The characters remain vivid and well-acted, although Braff's difficulties turning off his well-honed irony is sometimes a distraction. I may have liked the movie better if Braff had switched roles with the more believably earnest Casey Affleck, who plays a friend who fears that his child has destroyed his marriage. The film's most surprising male performance may come from sitcom vet Eric Christian Olsen, who gives a heart to what could have been a stereotypical wacky himbo character.

The women are uniformly excellent, particularly Barrett, who, with a tricky character, indicates for the first time that I may be able to eventually stop referring to her as "'Real World: London' star Jacinda Barrett." In her first major film role, Bilson doesn't stray far from her "O.C." Summer persona, but her spark remains unmuted on the big screen, which is more than countless other young TV stars can say. Bilson's ability to flesh out a role that's really just an youthful ideal, a sexy aspiration, is admirable.
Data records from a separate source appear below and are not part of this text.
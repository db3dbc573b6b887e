#![allow(dead_code)]

use serde_json::json;
use std::io::{BufRead, BufReader, Write};
use std::path::PathBuf;
use std::process::{Child, ChildStdin, ChildStdout, Command, Stdio};
use std::time::{SystemTime, UNIX_EPOCH};

pub fn temp_dir(prefix: &str) -> PathBuf {
    let p = std::env::temp_dir().join(format!(
        "{}-{}",
        prefix,
        SystemTime::now()
            .duration_since(UNIX_EPOCH)
            .expect("clock")
            .as_nanos()
    ));
    std::fs::create_dir_all(&p).expect("create temp dir");
    p
}

pub fn spawn_sidecar() -> (Child, ChildStdin, BufReader<ChildStdout>) {
    let exe = env!("CARGO_BIN_EXE_hifzd");
    let mut child = Command::new(exe)
        .stdin(Stdio::piped())
        .stdout(Stdio::piped())
        .stderr(Stdio::null())
        .spawn()
        .expect("spawn hifzd");
    let stdin = child.stdin.take().expect("child stdin");
    let stdout = child.stdout.take().expect("child stdout");
    (child, stdin, BufReader::new(stdout))
}

pub fn request(
    stdin: &mut ChildStdin,
    reader: &mut BufReader<ChildStdout>,
    id: &str,
    method: &str,
    params: serde_json::Value,
) -> serde_json::Value {
    let payload = json!({
        "id": id,
        "method": method,
        "params": params,
    });
    writeln!(stdin, "{}", payload).expect("write request");
    stdin.flush().expect("flush request");

    let mut line = String::new();
    reader.read_line(&mut line).expect("read response line");
    assert!(!line.trim().is_empty(), "empty response for {}", method);
    let value: serde_json::Value = serde_json::from_str(line.trim()).expect("parse response json");
    assert_eq!(value.get("id").and_then(|v| v.as_str()), Some(id));
    value
}

/// Sends a request and unwraps the `result` payload, failing the test on any
/// error response.
pub fn request_ok(
    stdin: &mut ChildStdin,
    reader: &mut BufReader<ChildStdout>,
    id: &str,
    method: &str,
    params: serde_json::Value,
) -> serde_json::Value {
    let value = request(stdin, reader, id, method, params);
    assert_eq!(
        value.get("ok").and_then(|v| v.as_bool()),
        Some(true),
        "{} failed: {}",
        method,
        value
    );
    value.get("result").cloned().expect("result payload")
}

/// Sends a request expected to fail; asserts the error code and returns the
/// error object for further message/details checks.
pub fn request_err(
    stdin: &mut ChildStdin,
    reader: &mut BufReader<ChildStdout>,
    id: &str,
    method: &str,
    params: serde_json::Value,
    expected_code: &str,
) -> serde_json::Value {
    let value = request(stdin, reader, id, method, params);
    assert_eq!(
        value.get("ok").and_then(|v| v.as_bool()),
        Some(false),
        "{} unexpectedly succeeded: {}",
        method,
        value
    );
    let error = value.get("error").cloned().expect("error payload");
    assert_eq!(
        error.get("code").and_then(|v| v.as_str()),
        Some(expected_code),
        "unexpected error for {}: {}",
        method,
        error
    );
    error
}

/// Creates a class with one student in a fresh workspace; returns
/// (classId, studentId). Request ids use the given prefix to stay unique
/// within a test.
pub fn setup_student(
    stdin: &mut ChildStdin,
    reader: &mut BufReader<ChildStdout>,
    workspace: &std::path::Path,
) -> (String, String) {
    let _ = request_ok(
        stdin,
        reader,
        "setup-1",
        "workspace.select",
        json!({ "path": workspace.to_string_lossy() }),
    );
    let class = request_ok(
        stdin,
        reader,
        "setup-2",
        "classes.create",
        json!({ "name": "Hifz A" }),
    );
    let class_id = class
        .get("classId")
        .and_then(|v| v.as_str())
        .expect("classId")
        .to_string();
    let student = request_ok(
        stdin,
        reader,
        "setup-3",
        "students.create",
        json!({
            "classId": class_id,
            "lastName": "Ahmed",
            "firstName": "Bilal"
        }),
    );
    let student_id = student
        .get("studentId")
        .and_then(|v| v.as_str())
        .expect("studentId")
        .to_string();
    (class_id, student_id)
}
It almost goes without saying, but Danner classes up every scene she's in, as she and Wilkinson have very meaty parts, despite the film's concentration on the younger generation.

"The Last Kiss" may confuse couples who go in expecting a date movie. It's a dark and largely realistic movie about people who love each other, but still make bad choices, a mixture of melodrama and comedy that probably plays better in Italian.